(DATASET ENTRIES):
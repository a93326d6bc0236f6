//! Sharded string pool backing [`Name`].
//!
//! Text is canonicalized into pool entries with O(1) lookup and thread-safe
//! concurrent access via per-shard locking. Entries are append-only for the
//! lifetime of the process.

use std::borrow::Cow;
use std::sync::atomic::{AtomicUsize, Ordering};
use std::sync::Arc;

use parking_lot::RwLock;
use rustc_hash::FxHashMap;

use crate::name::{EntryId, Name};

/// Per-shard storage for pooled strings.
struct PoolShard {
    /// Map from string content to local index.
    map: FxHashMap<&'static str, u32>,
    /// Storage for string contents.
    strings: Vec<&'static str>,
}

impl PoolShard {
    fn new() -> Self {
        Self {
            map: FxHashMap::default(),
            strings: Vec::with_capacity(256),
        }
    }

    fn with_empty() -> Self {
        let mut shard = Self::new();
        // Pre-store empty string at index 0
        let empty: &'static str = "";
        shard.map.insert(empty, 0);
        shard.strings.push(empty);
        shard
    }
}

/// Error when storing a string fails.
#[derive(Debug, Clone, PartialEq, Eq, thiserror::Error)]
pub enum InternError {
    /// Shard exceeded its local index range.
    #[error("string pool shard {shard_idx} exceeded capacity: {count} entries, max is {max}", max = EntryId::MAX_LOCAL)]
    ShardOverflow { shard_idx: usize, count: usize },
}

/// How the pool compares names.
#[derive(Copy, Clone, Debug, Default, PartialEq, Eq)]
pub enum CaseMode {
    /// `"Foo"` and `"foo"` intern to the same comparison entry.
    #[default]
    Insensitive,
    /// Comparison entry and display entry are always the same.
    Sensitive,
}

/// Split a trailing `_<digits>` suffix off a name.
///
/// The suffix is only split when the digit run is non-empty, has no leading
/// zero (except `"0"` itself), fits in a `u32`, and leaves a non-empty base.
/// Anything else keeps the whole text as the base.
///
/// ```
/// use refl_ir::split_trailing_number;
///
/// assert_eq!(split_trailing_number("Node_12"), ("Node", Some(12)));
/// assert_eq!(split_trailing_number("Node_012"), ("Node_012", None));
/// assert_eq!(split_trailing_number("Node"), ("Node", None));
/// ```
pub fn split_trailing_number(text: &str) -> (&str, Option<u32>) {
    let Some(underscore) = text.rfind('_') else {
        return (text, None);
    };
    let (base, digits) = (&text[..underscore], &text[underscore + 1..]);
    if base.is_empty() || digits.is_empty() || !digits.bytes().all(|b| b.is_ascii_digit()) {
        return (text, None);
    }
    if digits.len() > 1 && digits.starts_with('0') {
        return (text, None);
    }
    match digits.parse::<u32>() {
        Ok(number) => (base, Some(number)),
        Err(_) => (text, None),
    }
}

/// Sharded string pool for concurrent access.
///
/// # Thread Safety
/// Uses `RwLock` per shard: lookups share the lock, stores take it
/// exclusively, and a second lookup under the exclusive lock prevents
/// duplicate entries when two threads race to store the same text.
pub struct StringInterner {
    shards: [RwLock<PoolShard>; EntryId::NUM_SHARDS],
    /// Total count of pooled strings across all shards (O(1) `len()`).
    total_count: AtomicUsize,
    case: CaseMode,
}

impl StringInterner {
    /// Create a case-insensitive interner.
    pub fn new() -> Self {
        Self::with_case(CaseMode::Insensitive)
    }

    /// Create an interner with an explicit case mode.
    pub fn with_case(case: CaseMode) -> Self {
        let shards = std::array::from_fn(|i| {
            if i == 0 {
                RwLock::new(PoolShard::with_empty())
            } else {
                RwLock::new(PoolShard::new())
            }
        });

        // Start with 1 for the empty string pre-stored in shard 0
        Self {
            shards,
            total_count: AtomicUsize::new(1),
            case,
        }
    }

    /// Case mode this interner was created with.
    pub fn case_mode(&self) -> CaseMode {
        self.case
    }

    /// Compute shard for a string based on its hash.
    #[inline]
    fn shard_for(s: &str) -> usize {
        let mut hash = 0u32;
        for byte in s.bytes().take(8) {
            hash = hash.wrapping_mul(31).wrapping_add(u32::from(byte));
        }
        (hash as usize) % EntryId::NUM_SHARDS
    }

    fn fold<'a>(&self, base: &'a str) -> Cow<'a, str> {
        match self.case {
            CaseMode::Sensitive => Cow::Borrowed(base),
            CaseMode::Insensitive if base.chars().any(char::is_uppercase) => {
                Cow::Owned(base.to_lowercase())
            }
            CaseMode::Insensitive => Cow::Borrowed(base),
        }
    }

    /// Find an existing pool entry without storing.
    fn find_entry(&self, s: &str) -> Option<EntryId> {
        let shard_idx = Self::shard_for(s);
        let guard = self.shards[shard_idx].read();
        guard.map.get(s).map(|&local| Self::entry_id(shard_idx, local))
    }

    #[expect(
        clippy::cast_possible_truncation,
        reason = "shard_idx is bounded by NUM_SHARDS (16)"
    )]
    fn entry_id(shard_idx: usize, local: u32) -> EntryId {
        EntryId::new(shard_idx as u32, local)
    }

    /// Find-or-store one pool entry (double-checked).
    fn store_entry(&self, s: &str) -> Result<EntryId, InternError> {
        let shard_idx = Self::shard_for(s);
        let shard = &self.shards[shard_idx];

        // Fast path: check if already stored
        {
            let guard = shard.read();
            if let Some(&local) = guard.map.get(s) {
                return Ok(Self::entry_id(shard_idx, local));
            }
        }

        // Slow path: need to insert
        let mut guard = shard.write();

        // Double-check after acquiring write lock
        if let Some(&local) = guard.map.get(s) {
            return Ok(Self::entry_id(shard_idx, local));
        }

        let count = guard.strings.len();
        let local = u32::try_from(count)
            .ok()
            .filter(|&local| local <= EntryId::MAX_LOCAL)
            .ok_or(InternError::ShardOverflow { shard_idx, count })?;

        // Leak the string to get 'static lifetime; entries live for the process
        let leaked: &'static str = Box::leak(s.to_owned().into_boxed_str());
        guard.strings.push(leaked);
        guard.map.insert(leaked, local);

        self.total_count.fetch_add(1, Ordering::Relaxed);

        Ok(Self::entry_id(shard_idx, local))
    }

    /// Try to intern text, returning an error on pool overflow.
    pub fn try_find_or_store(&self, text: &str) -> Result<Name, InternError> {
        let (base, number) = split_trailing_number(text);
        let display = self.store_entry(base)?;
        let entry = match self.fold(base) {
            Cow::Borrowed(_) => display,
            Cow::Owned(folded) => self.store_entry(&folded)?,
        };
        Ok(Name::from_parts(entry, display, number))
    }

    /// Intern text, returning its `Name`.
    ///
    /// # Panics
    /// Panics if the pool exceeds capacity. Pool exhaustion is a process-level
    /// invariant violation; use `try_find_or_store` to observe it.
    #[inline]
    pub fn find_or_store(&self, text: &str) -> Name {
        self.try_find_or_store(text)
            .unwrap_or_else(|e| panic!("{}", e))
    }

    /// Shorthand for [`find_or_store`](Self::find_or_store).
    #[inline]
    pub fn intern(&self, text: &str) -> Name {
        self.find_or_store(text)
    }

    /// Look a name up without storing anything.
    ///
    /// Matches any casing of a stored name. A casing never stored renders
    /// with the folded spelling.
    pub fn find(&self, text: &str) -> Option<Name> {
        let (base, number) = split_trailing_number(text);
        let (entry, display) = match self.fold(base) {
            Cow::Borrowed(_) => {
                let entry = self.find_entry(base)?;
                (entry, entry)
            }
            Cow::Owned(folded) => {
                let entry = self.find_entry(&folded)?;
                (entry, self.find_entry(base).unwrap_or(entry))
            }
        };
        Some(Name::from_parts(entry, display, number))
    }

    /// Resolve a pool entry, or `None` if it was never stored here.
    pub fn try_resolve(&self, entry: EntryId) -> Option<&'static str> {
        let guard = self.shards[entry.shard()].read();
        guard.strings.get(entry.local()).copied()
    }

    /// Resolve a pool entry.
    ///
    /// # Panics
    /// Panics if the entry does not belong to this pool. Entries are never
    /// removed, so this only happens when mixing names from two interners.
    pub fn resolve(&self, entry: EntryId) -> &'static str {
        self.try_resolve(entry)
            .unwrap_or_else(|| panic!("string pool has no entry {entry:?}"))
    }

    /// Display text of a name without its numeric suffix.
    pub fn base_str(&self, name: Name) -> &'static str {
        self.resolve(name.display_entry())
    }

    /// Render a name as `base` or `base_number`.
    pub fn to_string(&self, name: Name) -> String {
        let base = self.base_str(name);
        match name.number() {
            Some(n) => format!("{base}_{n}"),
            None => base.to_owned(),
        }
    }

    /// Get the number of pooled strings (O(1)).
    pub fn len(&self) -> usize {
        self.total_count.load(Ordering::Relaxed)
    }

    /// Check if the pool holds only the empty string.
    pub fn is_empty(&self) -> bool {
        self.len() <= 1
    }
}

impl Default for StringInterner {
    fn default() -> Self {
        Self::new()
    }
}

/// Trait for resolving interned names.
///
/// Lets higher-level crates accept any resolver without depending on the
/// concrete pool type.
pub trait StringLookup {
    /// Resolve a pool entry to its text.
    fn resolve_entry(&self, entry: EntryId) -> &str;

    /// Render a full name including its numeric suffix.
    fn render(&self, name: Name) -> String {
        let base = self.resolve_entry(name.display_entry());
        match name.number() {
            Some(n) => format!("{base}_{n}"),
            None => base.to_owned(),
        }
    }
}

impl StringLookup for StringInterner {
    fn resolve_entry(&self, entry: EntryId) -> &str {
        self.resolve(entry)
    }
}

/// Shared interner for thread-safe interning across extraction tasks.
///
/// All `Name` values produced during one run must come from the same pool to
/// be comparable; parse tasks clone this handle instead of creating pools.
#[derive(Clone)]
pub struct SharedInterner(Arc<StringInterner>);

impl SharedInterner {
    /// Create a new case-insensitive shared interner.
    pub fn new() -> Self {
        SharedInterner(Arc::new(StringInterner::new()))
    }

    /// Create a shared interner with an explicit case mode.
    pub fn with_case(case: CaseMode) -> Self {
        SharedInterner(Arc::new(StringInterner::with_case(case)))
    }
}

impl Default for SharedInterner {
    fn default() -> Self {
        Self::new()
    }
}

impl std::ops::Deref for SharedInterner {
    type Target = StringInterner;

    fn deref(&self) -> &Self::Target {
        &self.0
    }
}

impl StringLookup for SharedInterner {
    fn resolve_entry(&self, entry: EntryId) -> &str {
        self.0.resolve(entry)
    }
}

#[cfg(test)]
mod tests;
--
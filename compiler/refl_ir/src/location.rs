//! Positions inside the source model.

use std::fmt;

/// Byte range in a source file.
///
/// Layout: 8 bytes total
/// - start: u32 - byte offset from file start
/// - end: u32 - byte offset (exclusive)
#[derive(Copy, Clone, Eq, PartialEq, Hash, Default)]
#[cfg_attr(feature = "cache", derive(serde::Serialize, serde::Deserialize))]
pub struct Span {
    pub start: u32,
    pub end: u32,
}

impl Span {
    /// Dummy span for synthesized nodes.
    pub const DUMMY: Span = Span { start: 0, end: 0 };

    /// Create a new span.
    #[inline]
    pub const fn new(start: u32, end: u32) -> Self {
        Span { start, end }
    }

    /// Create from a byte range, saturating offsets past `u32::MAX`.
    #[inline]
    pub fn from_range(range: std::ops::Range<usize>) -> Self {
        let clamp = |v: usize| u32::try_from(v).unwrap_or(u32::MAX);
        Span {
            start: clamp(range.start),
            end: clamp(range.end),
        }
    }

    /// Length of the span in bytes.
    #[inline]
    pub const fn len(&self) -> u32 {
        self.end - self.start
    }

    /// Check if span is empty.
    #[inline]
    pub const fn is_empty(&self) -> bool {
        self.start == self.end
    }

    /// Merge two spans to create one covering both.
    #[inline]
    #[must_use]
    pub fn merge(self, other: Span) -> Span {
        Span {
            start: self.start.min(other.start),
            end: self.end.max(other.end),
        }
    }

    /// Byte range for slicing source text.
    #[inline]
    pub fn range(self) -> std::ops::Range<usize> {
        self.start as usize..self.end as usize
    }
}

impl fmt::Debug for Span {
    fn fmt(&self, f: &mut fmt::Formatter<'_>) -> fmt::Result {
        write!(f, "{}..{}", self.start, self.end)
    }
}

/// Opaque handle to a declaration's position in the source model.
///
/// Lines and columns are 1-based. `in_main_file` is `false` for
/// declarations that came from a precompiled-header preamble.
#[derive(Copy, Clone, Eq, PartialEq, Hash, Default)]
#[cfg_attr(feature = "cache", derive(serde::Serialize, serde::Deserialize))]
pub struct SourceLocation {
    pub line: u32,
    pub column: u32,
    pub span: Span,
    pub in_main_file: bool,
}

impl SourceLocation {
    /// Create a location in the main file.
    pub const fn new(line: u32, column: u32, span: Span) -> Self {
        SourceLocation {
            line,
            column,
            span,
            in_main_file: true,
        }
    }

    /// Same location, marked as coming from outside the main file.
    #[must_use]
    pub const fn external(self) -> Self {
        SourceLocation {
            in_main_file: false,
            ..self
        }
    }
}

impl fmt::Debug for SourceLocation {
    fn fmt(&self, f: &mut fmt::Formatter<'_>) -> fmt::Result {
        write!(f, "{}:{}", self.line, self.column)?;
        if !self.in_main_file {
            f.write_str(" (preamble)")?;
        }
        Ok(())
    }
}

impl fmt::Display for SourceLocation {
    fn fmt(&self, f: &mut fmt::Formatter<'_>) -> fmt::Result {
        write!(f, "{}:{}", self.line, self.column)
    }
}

(DIRECTIONS FOR THIS TASK):
Count the lines of the data that include the string "CaseMode", and give only that number.

(RESULT OF THE TASK):
9